Boulettes

 

On ne nait pas boulette, on le devient.

 

A l’origine, avec de multiples semblables, je faisais partie d’un tout. Nous y étions agglutinées au point que toute prétention à l’individualité devenait impensable. Nous n’étions que des éléments constitutifs d’une entité supérieure : la baguette. Croustillante, légère, alvéolée, elle cochait toutes les cases de l’excellence. Autant de vertus dont ce savoureux produit boulanger avait toutes raisons de s’enorgueillir, mais qui allaient précipiter sa perte et provoquer ma libération.

 

En effet un être gigantesque la saisit, la rompit et s’empressa d’en croquer un morceau. 

 

Cette rupture me dissocia de mes voisines et je chus délicatement sur la table. Un tantinet époustouflée, je mis quelques minutes à prendre conscience de ma subite autonomie et de ma toute neuve identité : j’étais devenue miette de pain.

 

C’était une condition non dépourvue de charme. Je m’y sentais légère, légère et délicieusement parfumée. Même si je pressentais que cet état de grâce serait éphémère et que je finirais ma brève existence dans l’estomac d’un monstre, je m’efforçais de profiter un max de la situation. Carpe Diem dit-on dans d’autres univers.

 

Mon pressentiment était erroné. Plutôt que de m’engloutir, l’être gigantesque qui avait fini par croquer la moitié de la baguette me saisit du bout de ses énormes doigts et se mit à me triturer.

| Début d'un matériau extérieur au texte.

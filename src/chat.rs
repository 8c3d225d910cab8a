//! Ad-hoc streamed chat with one agent, independent of the live event feed.
//!
//! A background task reads the response stream and forwards decoded frames;
//! the session itself is only ever mutated by its owner through `next_frame`
//! or `apply_frame`, in arrival order.
use std::sync::Arc;

use anyhow::{Context, Result, anyhow};
use async_trait::async_trait;
use futures_util::StreamExt;
use serde::{Deserialize, Serialize};
use tokio::sync::mpsc;
use tracing::{debug, warn};

use crate::connection::ByteStream;
use crate::events::{DecodeError, Role, tagged_payload};
use crate::sse::{SseDecoder, SseFrame};

// ── Wire types ────────────────────────────────────────────────────────────────

#[derive(Debug, Clone, PartialEq, Serialize, Deserialize)]
#[serde(tag = "type", rename_all = "snake_case")]
pub enum ChatFrame {
    ToolStarted { tool: String },
    ToolCompleted { tool: String },
    Text { content: String },
    Error { message: String },
    Done,
}

impl ChatFrame {
    pub fn decode(frame: &SseFrame) -> Result<Self, DecodeError> {
        if frame.is_done_marker() {
            return Ok(ChatFrame::Done);
        }
        Ok(serde_json::from_value(tagged_payload(frame)?)?)
    }

    fn ends_turn(&self) -> bool {
        matches!(self, ChatFrame::Done | ChatFrame::Error { .. })
    }
}

#[derive(Debug, Clone, PartialEq)]
pub struct ChatMessage {
    pub id: String,
    pub role: Role,
    pub content: String,
}

#[derive(Debug, Clone, Copy, PartialEq, Eq)]
pub enum ToolStatus {
    Running,
    Done,
}

#[derive(Debug, Clone, PartialEq)]
pub struct ToolActivity {
    pub tool: String,
    pub status: ToolStatus,
}

// ── Transport ─────────────────────────────────────────────────────────────────

#[async_trait]
pub trait ChatTransport: Send + Sync {
    /// Send one user message and return the raw SSE response body.
    async fn open(&self, agent_id: &str, text: &str) -> Result<ByteStream>;
}

/// `POST {endpoint}/api/webchat/send`
pub struct HttpChatTransport {
    http: reqwest::Client,
    url: String,
    api_key: Option<String>,
}

impl HttpChatTransport {
    pub fn new(endpoint: &str, api_key: Option<String>) -> Self {
        Self {
            http: reqwest::Client::new(),
            url: format!("{}/api/webchat/send", endpoint.trim_end_matches('/')),
            api_key,
        }
    }
}

#[async_trait]
impl ChatTransport for HttpChatTransport {
    async fn open(&self, agent_id: &str, text: &str) -> Result<ByteStream> {
        let body = serde_json::json!({
            "agent_id": agent_id,
            "text": text,
        });

        let mut req = self
            .http
            .post(&self.url)
            .header("Content-Type", "application/json")
            .header("Accept", "text/event-stream")
            .json(&body);

        if let Some(key) = &self.api_key {
            req = req.header("Authorization", format!("Bearer {key}"));
        }

        let resp = req
            .send()
            .await
            .with_context(|| format!("Failed to reach {}", self.url))?;

        if !resp.status().is_success() {
            let status = resp.status();
            let text = resp.text().await.unwrap_or_default();
            return Err(anyhow!("API error {}: {}", status, text));
        }

        Ok(resp
            .bytes_stream()
            .map(|chunk| chunk.map(|bytes| bytes.to_vec()).map_err(anyhow::Error::from))
            .boxed())
    }
}

// ── Session ───────────────────────────────────────────────────────────────────

pub struct ChatSession {
    agent_id: String,
    transport: Arc<dyn ChatTransport>,
    messages: Vec<ChatMessage>,
    is_streaming: bool,
    error: Option<String>,
    tool_activity: Vec<ToolActivity>,
    /// Index into `messages` of the assistant reply being streamed
    reply: Option<usize>,
    frames: Option<mpsc::UnboundedReceiver<ChatFrame>>,
}

impl ChatSession {
    pub fn new(agent_id: impl Into<String>, transport: Arc<dyn ChatTransport>) -> Self {
        Self {
            agent_id: agent_id.into(),
            transport,
            messages: Vec::new(),
            is_streaming: false,
            error: None,
            tool_activity: Vec::new(),
            reply: None,
            frames: None,
        }
    }

    pub fn agent_id(&self) -> &str {
        &self.agent_id
    }

    pub fn messages(&self) -> &[ChatMessage] {
        &self.messages
    }

    pub fn is_streaming(&self) -> bool {
        self.is_streaming
    }

    pub fn error(&self) -> Option<&str> {
        self.error.as_deref()
    }

    pub fn tool_activity(&self) -> &[ToolActivity] {
        &self.tool_activity
    }

    /// Start a turn. Returns false (and changes nothing) when a reply is still
    /// streaming or the text is blank.
    pub fn send_message(&mut self, text: &str) -> bool {
        let text = text.trim();
        if self.is_streaming || text.is_empty() {
            return false;
        }

        self.messages.push(ChatMessage {
            id: uuid::Uuid::new_v4().to_string(),
            role: Role::User,
            content: text.to_string(),
        });
        self.error = None;
        self.tool_activity.clear();
        self.reply = None;
        self.is_streaming = true;

        let (tx, rx) = mpsc::unbounded_channel();
        self.frames = Some(rx);
        tokio::spawn(forward(
            Arc::clone(&self.transport),
            self.agent_id.clone(),
            text.to_string(),
            tx,
        ));
        true
    }

    /// Wait for the next frame of the current turn and apply it. `None` when no
    /// turn is in flight.
    pub async fn next_frame(&mut self) -> Option<ChatFrame> {
        let rx = self.frames.as_mut()?;
        let frame = rx.recv().await.unwrap_or(ChatFrame::Done);
        self.apply_frame(&frame);
        Some(frame)
    }

    pub fn apply_frame(&mut self, frame: &ChatFrame) {
        if !self.is_streaming {
            debug!(?frame, "ignoring frame outside of a turn");
            return;
        }
        match frame {
            ChatFrame::ToolStarted { tool } => self.tool_activity.push(ToolActivity {
                tool: tool.clone(),
                status: ToolStatus::Running,
            }),
            ChatFrame::ToolCompleted { tool } => {
                if let Some(entry) = self
                    .tool_activity
                    .iter_mut()
                    .rev()
                    .find(|a| a.tool == *tool && a.status == ToolStatus::Running)
                {
                    entry.status = ToolStatus::Done;
                }
            }
            ChatFrame::Text { content } => match self.reply {
                Some(idx) => self.messages[idx].content.push_str(content),
                None => {
                    self.messages.push(ChatMessage {
                        id: uuid::Uuid::new_v4().to_string(),
                        role: Role::Assistant,
                        content: content.clone(),
                    });
                    self.reply = Some(self.messages.len() - 1);
                }
            },
            ChatFrame::Error { message } => {
                self.error = Some(message.clone());
                self.end_turn();
            }
            ChatFrame::Done => self.end_turn(),
        }
    }

    fn end_turn(&mut self) {
        self.is_streaming = false;
        self.tool_activity.clear();
        self.reply = None;
        self.frames = None;
    }
}

/// Background half of a turn: decode the response and hand frames over.
/// Always ends with exactly one `Done` or `Error` unless the session went away.
async fn forward(
    transport: Arc<dyn ChatTransport>,
    agent_id: String,
    text: String,
    tx: mpsc::UnboundedSender<ChatFrame>,
) {
    let mut stream = match transport.open(&agent_id, &text).await {
        Ok(stream) => stream,
        Err(e) => {
            warn!(error = %e, agent = %agent_id, "chat request failed");
            let _ = tx.send(ChatFrame::Error {
                message: e.to_string(),
            });
            return;
        }
    };

    let mut decoder = SseDecoder::new();
    while let Some(chunk) = stream.next().await {
        match chunk {
            Ok(bytes) => {
                for frame in decoder.push(&bytes) {
                    if !send_frame(&tx, &frame) {
                        return;
                    }
                }
            }
            Err(e) => {
                warn!(error = %e, "chat stream interrupted");
                let _ = tx.send(ChatFrame::Error {
                    message: e.to_string(),
                });
                return;
            }
        }
    }
    if let Some(frame) = decoder.finish() {
        if !send_frame(&tx, &frame) {
            return;
        }
    }

    warn!("chat stream closed without a done marker");
    let _ = tx.send(ChatFrame::Done);
}

/// Returns false once the turn is over or nobody is listening.
fn send_frame(tx: &mpsc::UnboundedSender<ChatFrame>, frame: &SseFrame) -> bool {
    match ChatFrame::decode(frame) {
        Ok(frame) => {
            let ends_turn = frame.ends_turn();
            tx.send(frame).is_ok() && !ends_turn
        }
        Err(e) => {
            warn!(error = %e, "dropping malformed chat frame");
            true
        }
    }
}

Je ressentis une violente douleur et si j’avais bénéficié de l’usage de la parole, nul doute qu’on m’aurait entendu protester contre cette insupportable atteinte à mon intégrité.

 

Lorsqu’enfin cessa cet insupportable supplice, j’étais méconnaissable. Considérablement réduite en taille, j’étais désormais aussi dense que sphérique. 

 

Après un léger temps de sidération post-traumatique, je m’efforçais d’analyser la situation. Si j’avais radicalement changé d’apparence physique, mon horizon commençait à se dégager. En effet, l’odeur musquée des doigts du monstre couvrait à présent mon frais parfum d’excellence boulangère. Désormais il faudrait vraiment être affammé pour me consommer. Ce qui à l’évidence n’était pas le cas de mon bourreau.

 

D’ailleurs il ne tarda pas pas à se lever et à quitter la pièce. Il fut  remplacé au pied levé par deux êtres un peu moins gigantesques. Le plus vif m’aperçut et approcha une main plus fine que celle du croqueur de baguettes.

 

« Choppe la boulette ! cria-t-il à son compère en me décochant une violente pichenette. »

 

Je partis comme un missile et traversai la table. Une seconde pichenette me réexpédia à mon point de départ où m’attendait une troisième. Pendant de longues minutes, de simple boulette de pain, je devins balle de ping-pong. 

 

Les garnements quittèrent la table à leur tour. Mais auparavant le plus agité me logea dans une petite cuillère et, s’en servant comme une d’une catapulte, me fit voler en direction de son partenaire.

 

L'imprécision de son tir me fit atterrir sur une étagère. Dix mois après ces événements, j’y suis encore. Hors d’atteinte, j'y jouis d’une vue imprenable sur le petit monde où évoluent les êtres gigantesques. Chaque jour je suis témoin du sombre destin des baguettes. Mais aussi de celui des miettes et des quelques boulettes qui traînent sur la table et que l’on ramasse pour les offrir aux moineaux.

 

 

Même s’il m’arrive de m’enquiquiner, je mesure à quel point je suis une privilégiée et remercie du fond de mon petit coeur de boulette, le garnement qui a eu le bon goût de m’utiliser comme projectile.